◆ **What you have to do**: Copy every line from the records below that holds the word "format".

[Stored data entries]
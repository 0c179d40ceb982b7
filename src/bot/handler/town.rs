//! Town menu: walking between locations and the actions offered there.
//!
//! The menu is one ephemeral message redrawn on every click. Results of an
//! action (harvest, sale, guild join) are shown as the message content above
//! the embed.

use serenity::all::{
    ComponentInteraction, Context, CreateEmbed, CreateInteractionResponseMessage, GuildId, Http,
    RoleId, UserId,
};
use std::sync::Arc;

use crate::{
    bot::{
        component::Component,
        reply::{self, MENU_COLOR},
    },
    cache::server_settings::ServerSettingsCache,
    error::{domain::DomainError, AppError},
    model::{
        character::Character,
        guild::Guild,
        inventory::Sale,
        item::ItemStack,
        location::{LocationAction, SpecialLocation},
        settings::GuildRole,
        town::Town,
        translation::Translator,
    },
    service::town_action::{GuildJoin, TownActionService},
    state::AppState,
    util::text::placeholders,
};

pub async fn handle_town_menu(
    state: &AppState,
    ctx: &Context,
    interaction: &ComponentInteraction,
) -> Result<(), AppError> {
    if reject_traveler(state, ctx, interaction).await? {
        return Ok(());
    }

    let (character, town) = TownActionService::new(&state.characters, &state.towns)
        .character_in_town(interaction.user.id.get())
        .await?;

    show(state, ctx, interaction, &character, &town, None).await
}

pub async fn handle_walk(
    state: &AppState,
    ctx: &Context,
    interaction: &ComponentInteraction,
    destination: SpecialLocation,
) -> Result<(), AppError> {
    if reject_traveler(state, ctx, interaction).await? {
        return Ok(());
    }

    let (character, town) = TownActionService::new(&state.characters, &state.towns)
        .walk(interaction.user.id.get(), destination)
        .await?;

    show(state, ctx, interaction, &character, &town, None).await
}

pub async fn handle_action(
    state: &AppState,
    ctx: &Context,
    interaction: &ComponentInteraction,
    action: LocationAction,
) -> Result<(), AppError> {
    if reject_traveler(state, ctx, interaction).await? {
        return Ok(());
    }

    let service = TownActionService::new(&state.characters, &state.towns);
    let user_id = interaction.user.id.get();
    let t = state.translations.as_ref();

    let (character, notice) = match action {
        LocationAction::JoinGuild => {
            let (character, joined) = service.join_guild(user_id).await?;
            let notice = match joined {
                GuildJoin::Joined(guild) => {
                    assign_guild_roles(
                        state.settings.clone(),
                        ctx.http.clone(),
                        interaction.user.id,
                        guild,
                    );
                    guild_notice(t, &character.language, "town.menu.joined.guild", guild)
                }
                GuildJoin::AlreadyMember(guild) => guild_notice(
                    t,
                    &character.language,
                    "modals.errors.already.joined.guild",
                    guild,
                ),
            };
            (character, Some(notice))
        }
        LocationAction::HarvestGarden => {
            let (character, harvested) = service.harvest(user_id).await?;
            let notice = harvest_notice(t, &character.language, &harvested);
            (character, Some(notice))
        }
        LocationAction::Sell => {
            let (character, sale) = service.sell_all(user_id).await?;
            let notice = sale_notice(t, &character.language, &sale);
            (character, Some(notice))
        }
        LocationAction::QuestBoard | LocationAction::Buy => {
            let (character, _) = service.character_in_town(user_id).await?;
            (character, None)
        }
    };

    let town = state
        .towns
        .get(&character.location.town)
        .ok_or_else(|| DomainError::UnknownTown(character.location.town.clone()))?;

    show(state, ctx, interaction, &character, &town, notice).await
}

/// Town embed with a button per reachable location and per local action.
pub fn town_menu(
    translator: &impl Translator,
    character: &Character,
    town: &Town,
    notice: Option<String>,
) -> CreateInteractionResponseMessage {
    let language = &character.language;
    let special = character.location.special;

    let description = format!(
        "*{}*\n\n{}\n{}",
        translator.translate(language, &town.description_key()),
        translator.translate_with(
            language,
            "town.menu.location",
            &placeholders([("location", translator.translate(language, &special.translation_key()))]),
        ),
        translator.translate(language, "town.menu.description"),
    );

    let embed = CreateEmbed::new()
        .title(translator.translate_with(
            language,
            "town.menu.title",
            &placeholders([("town", town.name.clone())]),
        ))
        .description(description)
        .color(MENU_COLOR);

    let walks = special.travel_locations(&town.features).into_iter().map(|destination| {
        reply::button(
            Component::Walk(destination),
            translator.translate(language, &destination.translation_key()),
            destination.emoji(),
        )
    });
    let actions = LocationAction::actions_for(special).into_iter().map(|action| {
        reply::button(
            Component::Action(action),
            translator.translate(language, &action.translation_key()),
            action.emoji(),
        )
        .disabled(!action.is_enabled(character, special))
    });
    let travel = reply::button(
        Component::Travel,
        translator.translate(language, "town.menu.travel"),
        "🧭",
    );

    let buttons = walks.chain(actions).chain(std::iter::once(travel)).collect();

    CreateInteractionResponseMessage::new()
        .content(notice.unwrap_or_default())
        .embed(embed)
        .components(reply::button_rows(buttons))
}

pub fn harvest_notice(translator: &impl Translator, language: &str, harvested: &[ItemStack]) -> String {
    if harvested.is_empty() {
        return translator.translate(language, "town.menu.no.harvest");
    }

    let lines: Vec<String> = harvested
        .iter()
        .map(|stack| {
            format!(
                "- {} **x{}**",
                translator.translate(language, &stack.item.name_key()),
                stack.amount
            )
        })
        .collect();

    format!(
        "{}\n{}",
        translator.translate(language, "town.menu.harvested"),
        lines.join("\n")
    )
}

pub fn sale_notice(translator: &impl Translator, language: &str, sale: &Sale) -> String {
    let sold: Vec<String> = sale
        .sold
        .iter()
        .map(|stack| {
            format!(
                "**{}x** {}",
                stack.amount,
                translator.translate(language, &stack.item.name_key())
            )
        })
        .collect();

    translator.translate_with(
        language,
        "town.menu.sell.all",
        &placeholders([("amount", sold.join(", "))]),
    )
}

fn guild_notice(translator: &impl Translator, language: &str, key: &str, guild: Guild) -> String {
    translator.translate_with(
        language,
        key,
        &placeholders([("guild", translator.translate(language, &guild.translation_key()))]),
    )
}

/// Answers with the journey in progress instead of the menu.
///
/// Returns `true` when the user is traveling and the interaction was answered.
pub async fn reject_traveler(
    state: &AppState,
    ctx: &Context,
    interaction: &ComponentInteraction,
) -> Result<bool, AppError> {
    let Some(travel) = state.travels.get(interaction.user.id.get()) else {
        return Ok(false);
    };

    let message = state.translations.translate_with(
        &travel.language,
        "town.menu.travel.already_traveling",
        &placeholders([("destination", travel.destination().town)]),
    );
    interaction
        .create_response(&ctx.http, reply::ephemeral_text(message))
        .await?;

    Ok(true)
}

async fn show(
    state: &AppState,
    ctx: &Context,
    interaction: &ComponentInteraction,
    character: &Character,
    town: &Town,
    notice: Option<String>,
) -> Result<(), AppError> {
    let message = town_menu(state.translations.as_ref(), character, town, notice);
    interaction
        .create_response(&ctx.http, reply::menu(true, message))
        .await?;

    Ok(())
}

/// Hands out the guild's Discord role on every server that configured one.
///
/// Runs in the background; servers the user is not a member of reject the
/// request, which is expected and only logged at debug level.
fn assign_guild_roles(
    settings: Arc<ServerSettingsCache>,
    http: Arc<Http>,
    user_id: UserId,
    guild: Guild,
) {
    tokio::spawn(async move {
        let roles = match settings.guild_roles_for(guild).await {
            Ok(roles) => roles,
            Err(e) => {
                tracing::error!("Failed to load roles for {}: {:?}", guild, e);
                return;
            }
        };

        for (guild_id, role_id) in assignable_roles(&roles) {
            if let Err(e) = http
                .add_member_role(guild_id, user_id, role_id, Some("Joined in-game guild"))
                .await
            {
                tracing::debug!(
                    "Failed to add role {} to user {} on guild {}: {:?}",
                    role_id,
                    user_id,
                    guild_id,
                    e
                );
            }
        }
    });
}

/// Server and role pairs to hand out, skipping incomplete mappings.
pub fn assignable_roles(roles: &[GuildRole]) -> Vec<(GuildId, RoleId)> {
    roles
        .iter()
        .filter(|role| role.guild_id != 0 && role.role_id != 0)
        .map(|role| (GuildId::new(role.guild_id), RoleId::new(role.role_id)))
        .collect()
}

#[cfg(test)]
mod tests {
    use super::*;
    use crate::model::{
        character::DEFAULT_LANGUAGE,
        item::Item,
        location::Location,
        translation::KeyTranslator,
    };

    fn custom_ids(message: &CreateInteractionResponseMessage) -> Vec<(String, bool)> {
        let json = serde_json::to_value(message).unwrap();
        json["components"]
            .as_array()
            .unwrap()
            .iter()
            .flat_map(|row| row["components"].as_array().unwrap().clone())
            .map(|button| {
                (
                    button["custom_id"].as_str().unwrap().to_string(),
                    button["disabled"].as_bool().unwrap_or(false),
                )
            })
            .collect()
    }

    #[test]
    fn offers_walks_actions_and_travel() {
        let mut town = Town::new("Lakevale");
        town.features.walls = true;
        town.features.herb_garden = true;
        let mut character = Character::new(1, DEFAULT_LANGUAGE, "Ada", "Stone");
        character.location = Location::new("Lakevale", SpecialLocation::Marketplace);

        let ids = custom_ids(&town_menu(&KeyTranslator, &character, &town, None));

        assert_eq!(ids.first().unwrap().0, "ff-town-menu-walk-OUTSIDE");
        assert!(ids.contains(&("ff-town-menu-walk-HERB_GARDEN".to_string(), false)));
        assert!(ids.contains(&("ff-town-menu-action-BUY".to_string(), true)));
        assert!(ids.contains(&("ff-town-menu-action-SELL".to_string(), true)));
        assert_eq!(ids.last().unwrap().0, "ff-town-menu-travel");
    }

    #[test]
    fn shows_notice_as_content() {
        let town = Town::new("Lakevale");
        let character = Character::new(1, DEFAULT_LANGUAGE, "Ada", "Stone");

        let message = town_menu(&KeyTranslator, &character, &town, Some("Done".to_string()));
        let json = serde_json::to_value(&message).unwrap();

        assert_eq!(json["content"], "Done");
        assert_eq!(json["embeds"][0]["title"], "town.menu.title");
    }

    #[test]
    fn assigns_only_complete_role_mappings() {
        let role = |guild_id, role_id| GuildRole {
            guild_id,
            ingame_guild: Guild::MerchantsGuild,
            role_id,
        };

        assert_eq!(
            assignable_roles(&[role(1, 11), role(2, 0), role(0, 31), role(4, 41)]),
            [
                (GuildId::new(1), RoleId::new(11)),
                (GuildId::new(4), RoleId::new(41)),
            ]
        );
    }

    #[test]
    fn lists_harvested_items() {
        let harvested = vec![
            ItemStack::new(Item::MeadowHerb, 2).unwrap(),
            ItemStack::new(Item::Sunpetal, 1).unwrap(),
        ];

        assert_eq!(
            harvest_notice(&KeyTranslator, "en-US", &harvested),
            "town.menu.harvested\n- item.MEADOW_HERB.name **x2**\n- item.SUNPETAL.name **x1**"
        );
        assert_eq!(harvest_notice(&KeyTranslator, "en-US", &[]), "town.menu.no.harvest");
    }
}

◆ **Your solution**:
    let description = format!(
            format!(
    format!(
            format!(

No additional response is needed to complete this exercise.